▸ Provided data:
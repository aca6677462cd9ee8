//! Inflation journeys: byte-exact radial windows against real files.

use anchor_e2e_tests::{ts, NoteOptions, NotebookFixture};
use anchor_core::{SearchRequest, HEADER_OVERHEAD, PACK_FILL};

/// Build a ~1 MB body with `#rob` markers spread evenly, returning the body
/// and the marker byte offsets.
fn rob_body(markers: usize) -> (String, Vec<u64>) {
    let filler = "The long seam of ordinary notebook prose keeps going, sentence \
                  after sentence, errands and weather and half-finished thoughts. ";
    let mut body = String::new();
    let mut offsets = Vec::new();
    for _ in 0..markers {
        for _ in 0..800 {
            body.push_str(filler);
        }
        offsets.push(body.len() as u64);
        body.push_str("#rob stopped by and we talked about the boat engine. ");
    }
    (body, offsets)
}

#[test]
fn elastic_radius_windows_are_reproducible_from_disk() {
    let fixture = NotebookFixture::new();
    let (body, offsets) = rob_body(10);
    assert!(body.len() > 1_000_000);

    let compound = fixture.ingest_note(
        NoteOptions::new("notes/big.md", &body, ts(2024, 7, 1)).disk_only(),
    );
    for offset in &offsets {
        fixture.ingest_atom(
            &format!("atom-rob-{offset}"),
            "#rob",
            "",
            &[],
            ts(2024, 7, 1),
            Some((&compound, *offset)),
        );
    }

    let mut request = SearchRequest::new("#rob");
    request.max_chars = 20_000;
    let response = fixture.engine.search(&request);

    assert!(!response.results.is_empty());
    let radius = response.metadata.elastic_radius;
    assert!((200..=32_000).contains(&radius));

    let raw = std::fs::read(fixture.root().join("notes/big.md")).unwrap();
    for result in response.results.iter().filter(|r| r.is_inflated) {
        let start = result.start_byte.unwrap() as usize;
        let end = result.end_byte.unwrap() as usize;
        assert!(end <= raw.len());
        assert!((end - start) as u64 <= 3 * radius, "window exceeds merge cap");

        // The emitted content, minus the truncation markers, must sit
        // verbatim inside the recorded byte window.
        let inner = result
            .content
            .trim_start_matches("...")
            .trim_end_matches("...");
        let window = String::from_utf8_lossy(&raw[start..end]);
        assert!(
            window.contains(inner),
            "content not reproducible from [{start}, {end})"
        );
    }

    // Budget discipline on the assembled context.
    let allowance = (request.max_chars as f64 * PACK_FILL) as usize
        + HEADER_OVERHEAD * response.results.len();
    assert!(response.context.len() <= allowance);
}

#[test]
fn overlapping_hits_share_one_window() {
    let fixture = NotebookFixture::new();
    let body = "Morning pages: rowed out early with the thermos, watched the \
                herons work the shallows, and drafted the toast for the wedding \
                on the back of a receipt before the wind picked up.";
    let compound = fixture.ingest_note(
        NoteOptions::new("notes/morning.md", body, ts(2024, 7, 2)).disk_only(),
    );
    let herons_at = body.find("herons").unwrap() as u64;
    let thermos_at = body.find("thermos").unwrap() as u64;
    fixture.ingest_atom("atom-h", "herons", "", &[], ts(2024, 7, 2), Some((&compound, herons_at)));
    fixture.ingest_atom("atom-t", "thermos", "", &[], ts(2024, 7, 2), Some((&compound, thermos_at)));

    let response = fixture.engine.search(&SearchRequest::new("herons thermos"));
    let inflated: Vec<_> = response.results.iter().filter(|r| r.is_inflated).collect();
    assert!(inflated.len() >= 2);
    // Neighboring offsets with a generous radius collapse into one window.
    assert_eq!(inflated[0].content, inflated[1].content);
    assert_eq!(inflated[0].start_byte, inflated[1].start_byte);
}

#[test]
fn multibyte_text_survives_edge_trimming() {
    let fixture = NotebookFixture::new();
    let body = "Trip notes from Tōkyō: the café near the station served naïve \
                little pastries, and the señora at the counter explained the \
                neighborhood shrine schedule in patient, slow Spanish.";
    let compound = fixture.ingest_note(
        NoteOptions::new("notes/trip.md", body, ts(2024, 7, 3)).disk_only(),
    );
    let offset = body.find("café").unwrap() as u64;
    fixture.ingest_atom("atom-cafe", "café", "", &[], ts(2024, 7, 3), Some((&compound, offset)));

    let response = fixture.engine.search(&SearchRequest::new("shrine schedule"));
    assert!(!response.results.is_empty());
    for result in &response.results {
        assert!(!result.content.contains('\u{FFFD}'), "broken UTF-8 edge");
    }
}

#[test]
fn stored_body_backstops_a_vanished_file() {
    let fixture = NotebookFixture::new();
    fixture.ingest_note(
        NoteOptions::new(
            "notes/gone.md",
            "The ferry schedule changed again; the early boat now leaves at six.",
            ts(2024, 7, 4),
        )
        .body_only(),
    );

    let response = fixture.engine.search(&SearchRequest::new("ferry schedule"));
    assert!(!response.results.is_empty());
    assert!(response.results[0].is_inflated);
    assert!(response.results[0].content.contains("ferry"));
}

▸ Aim of the task:
Each record is to be reproduced exactly as it appears.

▸ Written solution:
repository aca6677462cd9ee8
//! Inflation journeys: byte-exact radial windows against real files.

use anchor_e2e_tests::{ts, NoteOptions, NotebookFixture};
use anchor_core::{SearchRequest, HEADER_OVERHEAD, PACK_FILL};

/// Build a ~1 MB body with `#rob` markers spread evenly, returning the body
/// and the marker byte offsets.
fn rob_body(markers: usize) -> (String, Vec<u64>) {
    let filler = "The long seam of ordinary notebook prose keeps going, sentence \
                  after sentence, errands and weather and half-finished thoughts. ";
    let mut body = String::new();
    let mut offsets = Vec::new();
    for _ in 0..markers {
        for _ in 0..800 {
            body.push_str(filler);
        }
        offsets.push(body.len() as u64);
        body.push_str("#rob stopped by and we talked about the boat engine. ");
    }
    (body, offsets)
}

#[test]
fn elastic_radius_windows_are_reproducible_from_disk() {
    let fixture = NotebookFixture::new();
    let (body, offsets) = rob_body(10);
    assert!(body.len() > 1_000_000);

    let compound = fixture.ingest_note(
        NoteOptions::new("notes/big.md", &body, ts(2024, 7, 1)).disk_only(),
    );
    for offset in &offsets {
        fixture.ingest_atom(
            &format!("atom-rob-{offset}"),
            "#rob",
            "",
            &[],
            ts(2024, 7, 1),
            Some((&compound, *offset)),
        );
    }

    let mut request = SearchRequest::new("#rob");
    request.max_chars = 20_000;
    let response = fixture.engine.search(&request);

    assert!(!response.results.is_empty());
    let radius = response.metadata.elastic_radius;
    assert!((200..=32_000).contains(&radius));

    let raw = std::fs::read(fixture.root().join("notes/big.md")).unwrap();
    for result in response.results.iter().filter(|r| r.is_inflated) {
        let start = result.start_byte.unwrap() as usize;
        let end = result.end_byte.unwrap() as usize;
        assert!(end <= raw.len());
        assert!((end - start) as u64 <= 3 * radius, "window exceeds merge cap");

        // The emitted content, minus the truncation markers, must sit
        // verbatim inside the recorded byte window.
        let inner = result
            .content
            .trim_start_matches("...")
            .trim_end_matches("...");
        let window = String::from_utf8_lossy(&raw[start..end]);
        assert!(
            window.contains(inner),
            "content not reproducible from [{start}, {end})"
        );
    }

    // Budget discipline on the assembled context.
    let allowance = (request.max_chars as f64 * PACK_FILL) as usize
        + HEADER_OVERHEAD * response.results.len();
    assert!(response.context.len() <= allowance);
}

#[test]
fn overlapping_hits_share_one_window() {
    let fixture = NotebookFixture::new();
    let body = "Morning pages: rowed out early with the thermos, watched the \
                herons work the shallows, and drafted the toast for the wedding \
                on the back of a receipt before the wind picked up.";
    let compound = fixture.ingest_note(
        NoteOptions::new("notes/morning.md", body, ts(2024, 7, 2)).disk_only(),
    );
    let herons_at = body.find("herons").unwrap() as u64;
    let thermos_at = body.find("thermos").unwrap() as u64;
    fixture.ingest_atom("atom-h", "herons", "", &[], ts(2024, 7, 2), Some((&compound, herons_at)));
    fixture.ingest_atom("atom-t", "thermos", "", &[], ts(2024, 7, 2), Some((&compound, thermos_at)));

    let response = fixture.engine.search(&SearchRequest::new("herons thermos"));
    let inflated: Vec<_> = response.results.iter().filter(|r| r.is_inflated).collect();
    assert!(inflated.len() >= 2);
    // Neighboring offsets with a generous radius collapse into one window.
    assert_eq!(inflated[0].content, inflated[1].content);
    assert_eq!(inflated[0].start_byte, inflated[1].start_byte);
}

#[test]
fn multibyte_text_survives_edge_trimming() {
    let fixture = NotebookFixture::new();
    let body = "Trip notes from Tōkyō: the café near the station served naïve \
                little pastries, and the señora at the counter explained the \
                neighborhood shrine schedule in patient, slow Spanish.";
    let compound = fixture.ingest_note(
        NoteOptions::new("notes/trip.md", body, ts(2024, 7, 3)).disk_only(),
    );
    let offset = body.find("café").unwrap() as u64;
    fixture.ingest_atom("atom-cafe", "café", "", &[], ts(2024, 7, 3), Some((&compound, offset)));

    let response = fixture.engine.search(&SearchRequest::new("shrine schedule"));
    assert!(!response.results.is_empty());
    for result in &response.results {
        assert!(!result.content.contains('\u{FFFD}'), "broken UTF-8 edge");
    }
}

#[test]
fn stored_body_backstops_a_vanished_file() {
    let fixture = NotebookFixture::new();
    fixture.ingest_note(
        NoteOptions::new(
            "notes/gone.md",
            "The ferry schedule changed again; the early boat now leaves at six.",
            ts(2024, 7, 4),
        )
        .body_only(),
    );

    let response = fixture.engine.search(&SearchRequest::new("ferry schedule"));
    assert!(!response.results.is_empty());
    assert!(response.results[0].is_inflated);
    assert!(response.results[0].content.contains("ferry"));
}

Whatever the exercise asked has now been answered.